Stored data
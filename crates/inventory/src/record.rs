use serde::{Deserialize, Serialize};

use stockroom_core::{BranchId, ProductId};

/// Composite ledger key. Ordering (product, then branch) is the global lock order.
#[derive(Debug, Copy, Clone, PartialEq, Eq, PartialOrd, Ord, Hash, Serialize, Deserialize)]
pub struct RecordKey {
    pub product_id: ProductId,
    pub branch_id: BranchId,
}

impl RecordKey {
    pub fn new(product_id: ProductId, branch_id: BranchId) -> Self {
        Self {
            product_id,
            branch_id,
        }
    }
}

impl core::fmt::Display for RecordKey {
    fn fmt(&self, f: &mut core::fmt::Formatter<'_>) -> core::fmt::Result {
        write!(f, "{}@{}", self.product_id, self.branch_id)
    }
}

/// Quantity on hand of one product at one branch. Never negative.
#[derive(Debug, Clone, PartialEq, Eq, Serialize, Deserialize)]
pub struct InventoryRecord {
    pub product_id: ProductId,
    pub branch_id: BranchId,
    pub quantity: i64,
}

impl InventoryRecord {
    pub fn key(&self) -> RecordKey {
        RecordKey::new(self.product_id, self.branch_id)
    }
}
//! Stock operation error model.

use thiserror::Error;

use crate::id::{BranchId, ProductId};

/// Result type used by every ledger-facing operation.
pub type StockResult<T> = Result<T, StockError>;

/// Failure of an assign/transfer/withdraw operation (or of a ledger read).
///
/// Every variant is reported to the immediate caller. None of them leaves a
/// half-applied operation behind.
#[derive(Debug, Error, Clone, PartialEq, Eq)]
pub enum StockError {
    /// Rejected input (non-positive quantity, identical branches, unknown ids).
    /// Nothing was changed.
    #[error("invalid argument: {0}")]
    InvalidArgument(String),

    /// The source branch holds less than requested. Nothing was changed.
    #[error(
        "insufficient stock for product {product_id} at branch {branch_id}: requested {requested}, available {available}"
    )]
    InsufficientStock {
        product_id: ProductId,
        branch_id: BranchId,
        requested: i64,
        available: i64,
    },

    /// A concurrent writer (or a lock timeout) prevented the commit.
    /// Nothing was committed; the whole operation may be retried from scratch.
    #[error("concurrency conflict: {0}")]
    ConcurrencyConflict(String),

    /// The backing store failed. State is either fully pre- or fully
    /// post-operation; re-query the ledger before retrying.
    #[error("persistence failure: {0}")]
    PersistenceFailure(String),
}

impl StockError {
    pub fn invalid(msg: impl Into<String>) -> Self {
        Self::InvalidArgument(msg.into())
    }

    pub fn conflict(msg: impl Into<String>) -> Self {
        Self::ConcurrencyConflict(msg.into())
    }

    pub fn persistence(msg: impl Into<String>) -> Self {
        Self::PersistenceFailure(msg.into())
    }

    /// Stable machine-readable code (used in logs and HTTP bodies).
    pub fn code(&self) -> &'static str {
        match self {
            Self::InvalidArgument(_) => "invalid_argument",
            Self::InsufficientStock { .. } => "insufficient_stock",
            Self::ConcurrencyConflict(_) => "concurrency_conflict",
            Self::PersistenceFailure(_) => "persistence_failure",
        }
    }

    /// Whether re-running the whole operation from scratch is known to be safe.
    pub fn is_retryable(&self) -> bool {
        matches!(self, Self::ConcurrencyConflict(_))
    }
}
use axum::Router;

use crate::middleware;

pub mod branches;
pub mod inventory;
pub mod movements;
pub mod products;
pub mod system;

/// Router for all ledger endpoints. Mutating routes require an actor.
pub fn router() -> Router {
    let reads = Router::new()
        .merge(branches::read_routes())
        .merge(inventory::read_routes())
        .merge(movements::read_routes());

    let writes = Router::new()
        .merge(branches::write_routes())
        .merge(inventory::write_routes())
        .merge(products::write_routes())
        .layer(axum::middleware::from_fn(middleware::actor_middleware));

    reads.merge(writes)
}
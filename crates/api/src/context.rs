use stockroom_core::ActorId;

/// Who is performing a mutating request.
///
/// Inserted by the actor middleware; present on every mutating route.
#[derive(Debug, Copy, Clone, PartialEq, Eq)]
pub struct ActorContext {
    actor_id: ActorId,
}

impl ActorContext {
    pub fn new(actor_id: ActorId) -> Self {
        Self { actor_id }
    }

    pub fn actor_id(&self) -> ActorId {
        self.actor_id
    }
}
//! Product identities known to the ledger.
//!
//! The catalog owns product attributes; the ledger only needs to know which
//! product ids exist so that a mutation cannot invent one.

use std::collections::HashSet;
use std::sync::{Arc, RwLock};

use sqlx::PgPool;

use stockroom_core::ProductId;

use crate::store::{map_sqlx_error, StoreError};

#[async_trait::async_trait]
pub trait ProductCatalog: Send + Sync {
    async fn contains(&self, product_id: ProductId) -> Result<bool, StoreError>;

    /// Declare a product. Returns `false` when it was already known.
    async fn register(&self, product_id: ProductId) -> Result<bool, StoreError>;
}

#[async_trait::async_trait]
impl<C> ProductCatalog for Arc<C>
where
    C: ProductCatalog + ?Sized,
{
    async fn contains(&self, product_id: ProductId) -> Result<bool, StoreError> {
        (**self).contains(product_id).await
    }

    async fn register(&self, product_id: ProductId) -> Result<bool, StoreError> {
        (**self).register(product_id).await
    }
}

#[derive(Debug, Default)]
pub struct InMemoryCatalog {
    products: RwLock<HashSet<ProductId>>,
}

impl InMemoryCatalog {
    pub fn new() -> Self {
        Self::default()
    }

    pub fn with_products(products: impl IntoIterator<Item = ProductId>) -> Self {
        Self {
            products: RwLock::new(products.into_iter().collect()),
        }
    }
}

#[async_trait::async_trait]
impl ProductCatalog for InMemoryCatalog {
    async fn contains(&self, product_id: ProductId) -> Result<bool, StoreError> {
        let products = self
            .products
            .read()
            .map_err(|_| StoreError::Unavailable("catalog lock poisoned".into()))?;
        Ok(products.contains(&product_id))
    }

    async fn register(&self, product_id: ProductId) -> Result<bool, StoreError> {
        let mut products = self
            .products
            .write()
            .map_err(|_| StoreError::Unavailable("catalog lock poisoned".into()))?;
        Ok(products.insert(product_id))
    }
}

/// Catalog backed by the `products` table.
#[derive(Debug, Clone)]
pub struct PostgresCatalog {
    pool: PgPool,
}

impl PostgresCatalog {
    pub fn new(pool: PgPool) -> Self {
        Self { pool }
    }
}

#[async_trait::async_trait]
impl ProductCatalog for PostgresCatalog {
    async fn contains(&self, product_id: ProductId) -> Result<bool, StoreError> {
        let row = sqlx::query("SELECT 1 FROM products WHERE id = $1")
            .bind(product_id.as_uuid())
            .fetch_optional(&self.pool)
            .await
            .map_err(|e| map_sqlx_error("catalog_contains", e))?;
        Ok(row.is_some())
    }

    async fn register(&self, product_id: ProductId) -> Result<bool, StoreError> {
        let result = sqlx::query("INSERT INTO products (id) VALUES ($1) ON CONFLICT (id) DO NOTHING")
            .bind(product_id.as_uuid())
            .execute(&self.pool)
            .await
            .map_err(|e| map_sqlx_error("catalog_register", e))?;
        Ok(result.rows_affected() == 1)
    }
}

#[cfg(test)]
mod tests {
    use super::*;

    #[tokio::test]
    async fn register_is_idempotent() {
        let catalog = InMemoryCatalog::new();
        let p = ProductId::new();

        assert!(!catalog.contains(p).await.unwrap());
        assert!(catalog.register(p).await.unwrap());
        assert!(!catalog.register(p).await.unwrap());
        assert!(catalog.contains(p).await.unwrap());
    }
}
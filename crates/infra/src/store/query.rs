//! Movement log query interface for audit and reporting.
//!
//! The log is history, not live state: nothing here is used to decide whether
//! a commit may proceed.

use std::sync::Arc;

use chrono::{DateTime, Utc};
use serde::{Deserialize, Serialize};

use stockroom_core::{BranchId, ProductId};
use stockroom_inventory::{Movement, MovementKind};

use super::r#trait::StoreError;

/// Pagination parameters for movement queries.
#[derive(Debug, Clone, Copy, PartialEq, Eq, Serialize, Deserialize)]
pub struct Pagination {
    /// Maximum number of movements to return.
    pub limit: u32,
    /// Offset for pagination (0-based).
    pub offset: u32,
}

impl Default for Pagination {
    fn default() -> Self {
        Self {
            limit: 50,
            offset: 0,
        }
    }
}

impl Pagination {
    pub fn new(limit: Option<u32>, offset: Option<u32>) -> Self {
        Self {
            limit: limit.unwrap_or(50).clamp(1, 1000),
            offset: offset.unwrap_or(0),
        }
    }
}

/// Filter criteria for movement queries. All set fields must match.
#[derive(Debug, Clone, Default, PartialEq, Eq, Serialize, Deserialize)]
pub struct MovementFilter {
    pub product_id: Option<ProductId>,
    /// Matches movements leaving or entering the branch.
    pub branch_id: Option<BranchId>,
    pub kind: Option<MovementKind>,
    /// Inclusive lower bound on `occurred_at`.
    pub occurred_after: Option<DateTime<Utc>>,
    /// Inclusive upper bound on `occurred_at`.
    pub occurred_before: Option<DateTime<Utc>>,
}

impl MovementFilter {
    pub fn for_product(product_id: ProductId) -> Self {
        Self {
            product_id: Some(product_id),
            ..Default::default()
        }
    }

    pub fn for_branch(branch_id: BranchId) -> Self {
        Self {
            branch_id: Some(branch_id),
            ..Default::default()
        }
    }

    pub fn matches(&self, m: &Movement) -> bool {
        self.product_id.is_none_or(|p| m.product_id == p)
            && self.branch_id.is_none_or(|b| m.touches(b))
            && self.kind.is_none_or(|k| m.kind == k)
            && self.occurred_after.is_none_or(|t| m.occurred_at >= t)
            && self.occurred_before.is_none_or(|t| m.occurred_at <= t)
    }
}

/// Paginated movement query result, newest first.
#[derive(Debug, Clone, Serialize, Deserialize)]
pub struct MovementPage {
    pub movements: Vec<Movement>,
    /// Total number of movements matching the filter (across all pages).
    pub total: u64,
    pub pagination: Pagination,
    pub has_more: bool,
}

impl MovementPage {
    pub(crate) fn new(movements: Vec<Movement>, total: u64, pagination: Pagination) -> Self {
        let has_more = total > u64::from(pagination.offset) + u64::from(pagination.limit);
        Self {
            movements,
            total,
            pagination,
            has_more,
        }
    }
}

/// Read-only access to the append-only movement log.
#[async_trait::async_trait]
pub trait MovementLog: Send + Sync {
    /// Query movements with optional filters, ordered by sequence (newest first).
    async fn query_movements(
        &self,
        filter: MovementFilter,
        pagination: Pagination,
    ) -> Result<MovementPage, StoreError>;

    /// Full log in sequence order (oldest first), optionally for one product.
    async fn replay(&self, product_id: Option<ProductId>) -> Result<Vec<Movement>, StoreError>;
}

#[async_trait::async_trait]
impl<S> MovementLog for Arc<S>
where
    S: MovementLog + ?Sized,
{
    async fn query_movements(
        &self,
        filter: MovementFilter,
        pagination: Pagination,
    ) -> Result<MovementPage, StoreError> {
        (**self).query_movements(filter, pagination).await
    }

    async fn replay(&self, product_id: Option<ProductId>) -> Result<Vec<Movement>, StoreError> {
        (**self).replay(product_id).await
    }
}

#[cfg(test)]
mod tests {
    use super::*;

    #[test]
    fn pagination_is_capped_and_floored() {
        assert_eq!(Pagination::new(Some(5000), None).limit, 1000);
        assert_eq!(Pagination::new(Some(0), Some(3)), Pagination { limit: 1, offset: 3 });
        assert_eq!(Pagination::new(None, None), Pagination::default());
    }

    #[test]
    fn has_more_reflects_remaining_rows() {
        let p = Pagination::new(Some(10), Some(0));
        assert!(MovementPage::new(vec![], 11, p).has_more);
        assert!(!MovementPage::new(vec![], 10, p).has_more);
    }
}
//! Stock ledger domain module.
//!
//! This crate contains the business rules for branch stock (branches, ledger
//! records, movements, intent validation, reconciliation), implemented purely
//! as deterministic domain logic (no IO, no storage).

pub mod branch;
pub mod movement;
pub mod plan;
pub mod reconcile;
pub mod record;
pub mod summary;

pub use branch::{Branch, BranchRegistry};
pub use movement::{Movement, MovementKind, NewMovement};
pub use plan::{
    AssignStock, ChangeDirection, RowChange, StockIntent, StockPlan, TransferStock, WithdrawStock,
};
pub use reconcile::{reconcile, Discrepancy, ProductBalance, ReconciliationReport};
pub use record::{InventoryRecord, RecordKey};
pub use summary::{quantities_by_branch, summarize, BranchQuantity, BranchSummary, InventoryOverview};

**AIM OF THE TASK:** Look through the records and copy every line that has the word "PersistenceFailure".

**RESPONSE BOX:**
    PersistenceFailure(String),
        Self::PersistenceFailure(msg.into())
            Self::PersistenceFailure(_) => "persistence_failure",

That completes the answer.